• **Task statement**:
The word to look for is "defn". Report every line of the entries below that has it.

+ + + + + + +

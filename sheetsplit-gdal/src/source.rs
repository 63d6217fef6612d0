//
// Copyright (c) Denis Kotov. All rights reserved.
// Licensed under the MIT License. See LICENSE file in the project root for full license information.
//

//! GDAL vector datasource

use crate::fields::{geom_kind, ogr_type_name};
use gdal::spatial_ref::{CoordTransform, SpatialRef};
use gdal::vector::Layer;
use gdal::Dataset;
use gdal_sys::OGRFieldType;
use sheet_grid::Extent;
use sheetsplit_core::{Error, GeomKind};
use std::path::Path;

/// Working spatial reference of grid math and output datasets
pub const WGS84_PROJ4: &str = "+proj=longlat +datum=WGS84 +no_defs";

pub struct GdalSource {
    pub path: String,
}

impl GdalSource {
    pub fn new(path: &str) -> GdalSource {
        GdalSource {
            path: path.to_string(),
        }
    }

    pub fn open(&self) -> Result<Dataset, Error> {
        Dataset::open(Path::new(&self.path)).map_err(|err| Error::DatasetOpen {
            path: self.path.clone(),
            message: err.to_string(),
        })
    }

    /// File name without extension, used in output file names
    pub fn stem(&self) -> String {
        Path::new(&self.path)
            .file_stem()
            .map(|s| s.to_string_lossy().into_owned())
            .unwrap_or_else(|| "layer".to_string())
    }
}

/// Geometry kind of the layer, rejecting anything outside the supported set
pub fn layer_geom_kind(layer: &Layer) -> Result<GeomKind, Error> {
    let ogr_type = match layer.defn().geom_fields().next() {
        Some(geom_field) => geom_field.field_type(),
        None => {
            return Err(Error::UnsupportedGeometryType("NONE".to_string()));
        }
    };
    geom_kind(ogr_type).ok_or_else(|| Error::UnsupportedGeometryType(ogr_type_name(ogr_type)))
}

/// Attribute schema as (name, OGR field type) pairs
pub fn field_schema(layer: &Layer) -> Vec<(String, OGRFieldType::Type)> {
    layer
        .defn()
        .fields()
        .map(|field| (field.name(), field.field_type()))
        .collect()
}

/// Transformation from the layer CRS into WGS84. `None` when the layer
/// carries no spatial reference; coordinates are then taken as geographic.
pub fn to_wgs84(layer: &Layer) -> Result<Option<CoordTransform>, Error> {
    let wgs84 = SpatialRef::from_proj4(WGS84_PROJ4).map_err(gdal_error)?;
    match layer.spatial_ref() {
        Ok(layer_srs) => {
            let transform = CoordTransform::new(&layer_srs, &wgs84).map_err(gdal_error)?;
            Ok(Some(transform))
        }
        Err(_) => {
            warn!("layer '{}' has no spatial reference, assuming geographic coordinates", layer.name());
            Ok(None)
        }
    }
}

/// Layer extent in WGS84 degrees
pub fn geographic_extent(
    layer: &Layer,
    transform: Option<&CoordTransform>,
) -> Result<Extent, Error> {
    let envelope = layer.get_extent().map_err(gdal_error)?;
    let mut xs = [envelope.MinX, envelope.MaxX];
    let mut ys = [envelope.MinY, envelope.MaxY];
    if let Some(transform) = transform {
        let mut zs = [0.0, 0.0];
        transform
            .transform_coords(&mut xs, &mut ys, &mut zs)
            .map_err(gdal_error)?;
    }
    Ok(Extent {
        minx: xs[0].min(xs[1]),
        miny: ys[0].min(ys[1]),
        maxx: xs[0].max(xs[1]),
        maxy: ys[0].max(ys[1]),
    })
}

pub(crate) fn gdal_error(err: gdal::errors::GdalError) -> Error {
    Error::Datasource(err.to_string())
}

+ + + + + + +

• **Exercise output**:
    let ogr_type = match layer.defn().geom_fields().next() {
        .defn()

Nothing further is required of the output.